* Provided material
// src/market_client.rs
//! Port to the market data lookup service, used by the portfolio and
//! watchlist services.
use crate::models::{ApiResponse, Index, MarketKind, Stock};
use async_trait::async_trait;
use log::{debug, error};
use reqwest::{Client, StatusCode};
use serde::de::DeserializeOwned;
use std::collections::{BTreeMap, HashMap, HashSet};
use std::time::Duration;
use thiserror::Error;

pub const STOCK_SYMBOLS_PATH: &str = "/market-data/api/v1/stocks/symbols";
pub const INDEX_SYMBOLS_PATH: &str = "/market-data/api/v1/indexes/symbols";
pub const STOCKS_PATH: &str = "/market-data/api/v1/stocks";
pub const INDEXES_PATH: &str = "/market-data/api/v1/indexes";

#[derive(Debug, Error)]
pub enum ClientError {
    #[error("market data service did not answer in time")]
    Timeout,

    #[error("market data service unreachable: {0}")]
    Unreachable(String),

    #[error("{0}")]
    InvalidSymbols(String),

    #[error("market data service responded {status}: {message}")]
    Upstream { status: u16, message: String },

    #[error("unexpected market data response: {0}")]
    Decode(String),
}

impl From<reqwest::Error> for ClientError {
    fn from(err: reqwest::Error) -> Self {
        if err.is_timeout() {
            ClientError::Timeout
        } else if err.is_decode() {
            ClientError::Decode(err.to_string())
        } else {
            ClientError::Unreachable(err.to_string())
        }
    }
}

#[async_trait]
pub trait MarketDataPort: Send + Sync {
    async fn stock_symbols(&self) -> Result<Vec<String>, ClientError>;

    /// Index symbol to display name.
    async fn index_symbols(&self) -> Result<BTreeMap<String, String>, ClientError>;

    /// Only symbols the service knows appear in the map.
    async fn stock_quotes(&self, symbols: &[String]) -> Result<HashMap<String, Stock>, ClientError>;

    async fn index_quotes(&self, symbols: &[String]) -> Result<HashMap<String, Index>, ClientError>;

    async fn known_symbols(&self, kind: MarketKind) -> Result<HashSet<String>, ClientError> {
        match kind {
            MarketKind::Stocks => Ok(self.stock_symbols().await?.into_iter().collect()),
            MarketKind::Indexes => Ok(self.index_symbols().await?.into_keys().collect()),
        }
    }
}

/// `MarketDataPort` over HTTP. Every request is bounded by the client timeout
/// and is not retried.
#[derive(Clone)]
pub struct MarketDataClient {
    client: Client,
    base_url: String,
}

impl MarketDataClient {
    pub fn new(base_url: &str, timeout: Duration) -> Result<Self, ClientError> {
        let client = Client::builder().timeout(timeout).build()?;
        Ok(MarketDataClient {
            client,
            base_url: base_url.trim_end_matches('/').to_string(),
        })
    }

    async fn get<T: DeserializeOwned>(
        &self,
        path: &str,
        symbols: Option<&[String]>,
    ) -> Result<T, ClientError> {
        let url = format!("{}{}", self.base_url, path);
        let mut request = self.client.get(&url);
        if let Some(symbols) = symbols {
            request = request.query(&[("symbols", symbols.join(","))]);
        }
        debug!("GET {}", url);
        let response = request.send().await?;
        let status = response.status();
        let body = response.text().await?;
        decode_body(status, &body)
    }

    async fn quotes<T: DeserializeOwned>(
        &self,
        path: &str,
        symbols: &[String],
        symbol_of: fn(&T) -> &str,
    ) -> Result<HashMap<String, T>, ClientError> {
        let records: Vec<T> = self
            .get(path, Some(symbols))
            .await
            .map_err(|e| match e {
                ClientError::InvalidSymbols(_) => ClientError::InvalidSymbols(symbols.join(",")),
                other => other,
            })?;
        Ok(records
            .into_iter()
            .map(|r| (symbol_of(&r).to_string(), r))
            .collect())
    }
}

fn decode_body<T: DeserializeOwned>(status: StatusCode, body: &str) -> Result<T, ClientError> {
    if status.is_success() {
        let envelope: ApiResponse<T> =
            serde_json::from_str(body).map_err(|e| ClientError::Decode(e.to_string()))?;
        return envelope
            .data
            .ok_or_else(|| ClientError::Decode("response carries no data".to_string()));
    }

    let message = serde_json::from_str::<ApiResponse<serde_json::Value>>(body)
        .map(|envelope| envelope.message)
        .unwrap_or_else(|_| body.to_string());
    if status == StatusCode::BAD_REQUEST {
        return Err(ClientError::InvalidSymbols(message));
    }
    error!("Market data service responded HTTP {}: {}", status, message);
    Err(ClientError::Upstream {
        status: status.as_u16(),
        message,
    })
}

#[async_trait]
impl MarketDataPort for MarketDataClient {
    async fn stock_symbols(&self) -> Result<Vec<String>, ClientError> {
        self.get(STOCK_SYMBOLS_PATH, None).await
    }

    async fn index_symbols(&self) -> Result<BTreeMap<String, String>, ClientError> {
        self.get(INDEX_SYMBOLS_PATH, None).await
    }

    async fn stock_quotes(&self, symbols: &[String]) -> Result<HashMap<String, Stock>, ClientError> {
        self.quotes(STOCKS_PATH, symbols, |s: &Stock| s.symbol.as_str())
            .await
    }

    async fn index_quotes(&self, symbols: &[String]) -> Result<HashMap<String, Index>, ClientError> {
        self.quotes(INDEXES_PATH, symbols, |i: &Index| i.symbol.as_str())
            .await
    }
}

#[cfg(test)]
mod tests {
    use super::*;
    use rust_decimal_macros::dec;

    #[test]
    fn partial_content_is_decoded_as_data() {
        let body = r#"{
            "timestamp": "2024-03-04T10:00:00Z",
            "success": true,
            "status": 206,
            "message": "Partial data received. Missing symbols are 'C'",
            "data": [{"stockSymbol": "A", "latestPrice": "10.5", "dailyChangePct": 1,
                      "dailyChangeInTL": "0.1", "tradingVolumeTL": "100", "tradeVolumeCount": "3"}],
            "errors": [{"status": 206, "message": "Partial data received. Missing symbols are 'C'", "path": "/x"}],
            "path": "/x"
        }"#;
        let stocks: Vec<Stock> = decode_body(StatusCode::PARTIAL_CONTENT, body).unwrap();
        assert_eq!(stocks.len(), 1);
        assert_eq!(stocks[0].latest_price, dec!(10.5));
        assert_eq!(stocks[0].daily_change_pct, dec!(1));
    }

    #[test]
    fn bad_request_maps_to_invalid_symbols() {
        let body = r#"{"timestamp": "2024-03-04T10:00:00Z", "success": false, "status": 400,
            "message": "Symbols are not valid. Given symbols are 'X,Y'", "data": null, "errors": [], "path": "/x"}"#;
        let err = decode_body::<Vec<Stock>>(StatusCode::BAD_REQUEST, body).unwrap_err();
        assert!(matches!(err, ClientError::InvalidSymbols(ref m) if m.contains("X,Y")));
    }

    #[test]
    fn server_error_keeps_raw_body_when_not_an_envelope() {
        let err = decode_body::<Vec<Stock>>(StatusCode::BAD_GATEWAY, "upstream down").unwrap_err();
        assert!(matches!(
            err,
            ClientError::Upstream { status: 502, ref message } if message == "upstream down"
        ));
    }

    #[test]
    fn base_url_trailing_slash_is_dropped() {
        let client = MarketDataClient::new("http://market:8080/", Duration::from_secs(1)).unwrap();
        assert_eq!(client.base_url, "http://market:8080");
    }
}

* Assignment
Say how many lines in the records hold the string "const". Give no other words.

* Result for this exercise
4